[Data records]
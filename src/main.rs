mod cli;

use std::path::PathBuf;
use std::sync::Arc;

use anyhow::Result;
use clap::Parser;
use cli::{Cli, Commands};

use morphd::{config, jobs, server};
use morphd_core::BatchId;
use morphd_engines::{check_tools, CapabilityRegistry, ConvertOptions};

fn main() -> Result<()> {
    let cli = Cli::parse();

    // Respect RUST_LOG if set, otherwise pick defaults from the verbose flag
    let env_filter = std::env::var("RUST_LOG").unwrap_or_else(|_| {
        if cli.verbose {
            "morphd=trace,morphd_engines=trace,morphd_core=debug,tower_http=debug".to_string()
        } else {
            "morphd=info,morphd_engines=info,tower_http=info".to_string()
        }
    });

    tracing_subscriber::fmt()
        .with_env_filter(&env_filter)
        .init();

    match cli.command {
        Commands::Start { host, port } => {
            let rt = tokio::runtime::Runtime::new()?;
            rt.block_on(start_server(host, port, cli.config.as_deref()))
        }
        Commands::Run {
            inputs,
            to,
            pages,
            split,
            merge,
            images,
            output_dir,
        } => {
            let rt = tokio::runtime::Runtime::new()?;
            let options = ConvertOptions {
                page_range: pages,
                split,
                merge,
                pdf_to_images: images,
                ..ConvertOptions::default()
            };
            rt.block_on(run_files(cli.config.as_deref(), inputs, to, options, output_dir))
        }
        Commands::Formats { json } => show_formats(cli.config.as_deref(), json),
        Commands::CheckTools => show_tools(),
        Commands::Validate {
            config: config_path,
        } => {
            let path = config_path.or(cli.config);
            validate_config_file(path.as_deref())
        }
        Commands::Version => {
            println!("morphd {}", env!("CARGO_PKG_VERSION"));
            Ok(())
        }
    }
}

async fn start_server(host: String, port: u16, config_path: Option<&std::path::Path>) -> Result<()> {
    let mut config = config::load_config_or_default(config_path)?;
    config.server.host = host;
    config.server.port = port;
    config::ensure_directories(&config)?;

    // Scratch space from a previous run is garbage by definition.
    if let Err(e) = clean_stale_work_files(&config.conversion.work_dir) {
        tracing::warn!("Failed to clean work dir: {}", e);
    }

    tracing::info!("Starting morphd server");

    let capabilities = Arc::new(CapabilityRegistry::new(config.tools.overrides()));
    let registry = jobs::JobRegistry::new();
    let runner = jobs::JobRunner::new(
        Arc::clone(&registry),
        Arc::clone(&capabilities),
        &config.conversion,
    );

    let ctx = server::AppContext {
        registry,
        runner,
        capabilities,
        config: Arc::new(config),
    };

    server::start_server(ctx).await
}

async fn run_files(
    config_path: Option<&std::path::Path>,
    inputs: Vec<PathBuf>,
    to: String,
    options: ConvertOptions,
    output_dir: Option<PathBuf>,
) -> Result<()> {
    let mut config = config::load_config_or_default(config_path)?;
    if let Some(dir) = output_dir {
        config.conversion.output_dir = dir;
    }
    config::ensure_directories(&config)?;

    let capabilities = Arc::new(CapabilityRegistry::new(config.tools.overrides()));
    let registry = jobs::JobRegistry::new();
    let runner = jobs::JobRunner::new(
        Arc::clone(&registry),
        Arc::clone(&capabilities),
        &config.conversion,
    );

    let output_format = to.trim().to_lowercase();
    let batch_id = if inputs.len() > 1 {
        Some(BatchId::new())
    } else {
        None
    };

    let mut ids = Vec::with_capacity(inputs.len());
    for input in &inputs {
        if !input.is_file() {
            anyhow::bail!("Input file does not exist: {:?}", input);
        }
        let category = capabilities
            .validate(input, &output_format)
            .map_err(|e| anyhow::anyhow!("{e}"))?;
        let job = registry.create(
            input.clone(),
            category,
            output_format.clone(),
            options.clone(),
            batch_id,
        );
        ids.push(job.id);
    }

    runner.run_batch(ids.clone()).await;

    let mut any_failed = false;
    for id in ids {
        let Some(job) = registry.get(id) else { continue };
        match job.status {
            jobs::JobStatus::Completed => {
                println!("{}:", job.file_name);
                for path in &job.output_paths {
                    println!("  {}", path.display());
                }
            }
            _ => {
                any_failed = true;
                eprintln!(
                    "{}: {} ({})",
                    job.file_name,
                    job.status,
                    job.error.as_deref().unwrap_or("no error recorded")
                );
            }
        }
    }

    if any_failed {
        anyhow::bail!("One or more conversions failed");
    }
    Ok(())
}

fn show_formats(config_path: Option<&std::path::Path>, json: bool) -> Result<()> {
    let config = config::load_config_or_default(config_path)?;
    let capabilities = CapabilityRegistry::new(config.tools.overrides());
    let formats = capabilities.formats();

    if json {
        println!("{}", serde_json::to_string_pretty(&formats)?);
        return Ok(());
    }

    for entry in formats {
        println!("{}:", entry.category);
        println!("  in:  {}", entry.inputs.join(", "));
        println!("  out: {}", entry.outputs.join(", "));
    }
    Ok(())
}

fn show_tools() -> Result<()> {
    let mut missing = false;
    for info in check_tools() {
        if info.available {
            println!(
                "{:<15} OK   {}",
                info.name,
                info.version.as_deref().unwrap_or("")
            );
        } else {
            missing = true;
            println!("{:<15} MISSING", info.name);
        }
    }
    if missing {
        println!("\nConversions needing a missing engine will fail at run time.");
    }
    Ok(())
}

fn clean_stale_work_files(dir: &std::path::Path) -> std::io::Result<()> {
    for entry in std::fs::read_dir(dir)? {
        let entry = entry?;
        if !entry.file_name().to_string_lossy().starts_with("morphd-") {
            continue;
        }
        let path = entry.path();
        let result = if path.is_dir() {
            std::fs::remove_dir_all(&path)
        } else {
            std::fs::remove_file(&path)
        };
        match result {
            Ok(()) => tracing::debug!("Removed stale work artifact {}", path.display()),
            Err(e) => tracing::warn!("Failed to remove {}: {}", path.display(), e),
        }
    }
    Ok(())
}

fn validate_config_file(path: Option<&std::path::Path>) -> Result<()> {
    let config = config::load_config_or_default(path)?;
    config::validate_config(&config)?;
    println!("Configuration is valid");
    tracing::debug!("Config: {:?}", config);
    Ok(())
}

__Exercise directions__.
Beginning at the line above that contains "missing = true;", return each line exactly through the line that contains "let result = if", and no others.

__Answer to this task__.
            missing = true;
            println!("{:<15} MISSING", info.name);
        }
    }
    if missing {
        println!("\nConversions needing a missing engine will fail at run time.");
    }
    Ok(())
}

fn clean_stale_work_files(dir: &std::path::Path) -> std::io::Result<()> {
    for entry in std::fs::read_dir(dir)? {
        let entry = entry?;
        if !entry.file_name().to_string_lossy().starts_with("morphd-") {
            continue;
        }
        let path = entry.path();
        let result = if path.is_dir() {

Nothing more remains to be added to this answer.